Hace unos días hablábamos de los amigos y uno de esos perseguidores que siempre tiene uno como lector, tuvo la indelicadeza de llamarme para preguntarme: «Oye, y de los enemigos, ¿qué?». Lo pensé un poco, no mucho, y después de hacer un discreto examen de conciencia, sí me acordé que alguno sí que tengo por ahí suelto -amarrados ninguno, por supuesto, porque no puedo con ellos y, además, tampoco se dejan- y fue cuando entonces tuve la infeliz idea de? Adelante con los faroles.
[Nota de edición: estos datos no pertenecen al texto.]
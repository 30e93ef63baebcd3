//! Coordinate primitives and tolerance-aware numerics for the Halite
//! lattice toolkit.
//!
//! This is the leaf crate with zero internal dependencies. It defines the
//! three continuous coordinate representations of a crystal position
//! ([`Fractional3D`], [`Cartesian3D`], [`Spherical3D`]), the
//! [`ToleranceComparer`] used for every floating-point decision in the
//! workspace, and the [`VectorTransformer`] that converts between the
//! representations through a crystal's basis.

#![deny(missing_docs)]
#![deny(rustdoc::broken_intra_doc_links)]
#![forbid(unsafe_code)]

pub mod error;
pub mod systems;
pub mod tolerance;
pub mod vector;

pub use error::CoordinateError;
pub use systems::{FractionalCoordinateSystem, SphericalCoordinateSystem, VectorTransformer};
pub use tolerance::ToleranceComparer;
pub use vector::{Cartesian3D, Fractional3D, GenericVector3D, Spherical3D, Vector3D};
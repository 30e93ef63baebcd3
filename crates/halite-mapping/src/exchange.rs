//! Metropolis exchange mapping.

use crate::error::MappingError;
use crate::transition::MetropolisTransition;
use halite_encode::LatticeVector4D;

/// One concrete Metropolis exchange pair.
#[derive(Debug, Clone, Copy, PartialEq, Eq)]
pub struct MetropolisMapping {
    /// Index of the transition this mapping realizes.
    pub transition_index: usize,
    /// Address of the first exchange partner.
    pub first: LatticeVector4D,
    /// Address of the second exchange partner.
    pub second: LatticeVector4D,
}

/// Maps Metropolis transitions onto concrete site pairs.
///
/// An exchange has no path geometry; its mappings are simply the cartesian
/// product of the two named position sets. Input problems fail fast before
/// any pair is produced.
#[derive(Debug, Clone, Copy, Default)]
pub struct MetropolisTransitionMapper;

impl MetropolisTransitionMapper {
    /// All `|first| × |second|` exchange pairs of one transition.
    ///
    /// `encoded_positions` holds the concrete addresses per sublattice
    /// index, as produced by an encoder pass over the occupied sites.
    pub fn map(
        transition: &MetropolisTransition,
        encoded_positions: &[Vec<LatticeVector4D>],
    ) -> Result<Vec<MetropolisMapping>, MappingError> {
        let first_set = Self::position_set(encoded_positions, transition.first_position)?;
        let second_set = Self::position_set(encoded_positions, transition.second_position)?;
        let mut mappings = Vec::with_capacity(first_set.len() * second_set.len());
        for &first in first_set {
            for &second in second_set {
                mappings.push(MetropolisMapping {
                    transition_index: transition.index,
                    first,
                    second,
                });
            }
        }
        Ok(mappings)
    }

    fn position_set(
        encoded_positions: &[Vec<LatticeVector4D>],
        index: usize,
    ) -> Result<&Vec<LatticeVector4D>, MappingError> {
        let set = encoded_positions
            .get(index)
            .ok_or(MappingError::PositionIndexOutOfBounds {
                index,
                available: encoded_positions.len(),
            })?;
        if set.is_empty() {
            return Err(MappingError::EmptyPositionSet {
                position_index: index,
            });
        }
        Ok(set)
    }
}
Lo primero que me vino a la mollera fue aquello del catecismo del Padre Astete y que tanto repetimos desde bien pequeños, hasta el primer curso de bachillerato que el canónigo, don Amador Juesas, aún nos perseguía con aquellos enunciados tan rutinarios. «Los enemigos del alma son tres: el demonio, el mundo y la carne». Lo del demonio estaba clarísimo, quiero decir mejor, oscurísimo, porque de aquella la Santa Madre Iglesia nos metía tal miedo con aquella figura y su «jefatura» infernal, que desde bien renacuajos aquel dogma de fe lo teníamos grabado, nunca mejor dicho, a fuego. Lo del mundo ya era algo más genérico y poco nos ayudaban a entenderlo hasta más adelante. Bueno, bueno, pero cuando llegábamos a la carne? Vamos a ver, ¿cómo se le explica a un crío de 6 años aquello de la carne? Pues no, no nos lo explicaban, aquello se leía, se aprendía de memoria y tira millas. El Padre Astete no ampliaba un concepto?, ¿cómo coño se iba a ampliar, de dónde y para quién? Si los mayores eran los que sí podían saber y conocer que aquello de la carne no era precisamente de las reses que comíamos, ¿cómo se les traducía a los pequeños? ¡Qué tontería! Al igual que cuando se llegaba al mandamiento de la ley de Dios que decía bien claramente el mismo catecismo: «No desearás la mujer de tú prójimo». ¿A los 6 años? Si a esa edad no se sabía ni lo que era el prójimo. Las incongruencias se sucedían, al igual que cuando llegaba la fecha del Domund, nos daban una hucha para que pidiéramos por las calles para los chinitos. Un día se me ocurrió preguntar cómo era aquello de los chinitos y la respuesta fue genial: «Pide mejor por los indígenas»: la jodimos, tía Paca. Porque, creo recordar, que hasta mis 12 o 14 años que sentí curiosidad de mirar un diccionario, no descubrí que el indígena era yo mismo. Luego, más adelante, el concepto se nos amplió pidiendo dinero para las Misiones y, entonces, se abrió el horizonte y los conceptos se clarificaron. Y digo yo, después de este galimatías que les organicé desde el inicio, ¿dónde están los enemigos? Sencillísimo y no mucho tiene que molestarse en conocerles, usted y yo.

Verán, sale a la calle y a la vista tiene al primer hijo de mala madre que no se para cuando usted intenta cruzar el paso de peatones; cuando entra en un organismo y desde el conserje o portero que tiene a la entrada, a usted ya le apetece dar la vuelta por lo desagradable que es el tipo; el entrar en una tienda y ser usted el que está obligado a comprar y no el «otro» a vender; el ir a la consulta de un «hechicero», mis disculpas, doctor en medicina, y toparse con el tipo más engreído del mundo que, en vez de haber pasado por una universidad y, supuestamente, haber hecho el Juramento Hipocrático, le despacha como un mal tendero y, encima, no le explica por dónde se introducen los supositorios -recuérdese el chiste de Pinón y Telva-; y?, ¿quiere más enemigos? Los hay «a punta pala». Así que dejémoslo por hoy y hasta otro momento. ¡Ah!, pero soseguémonos.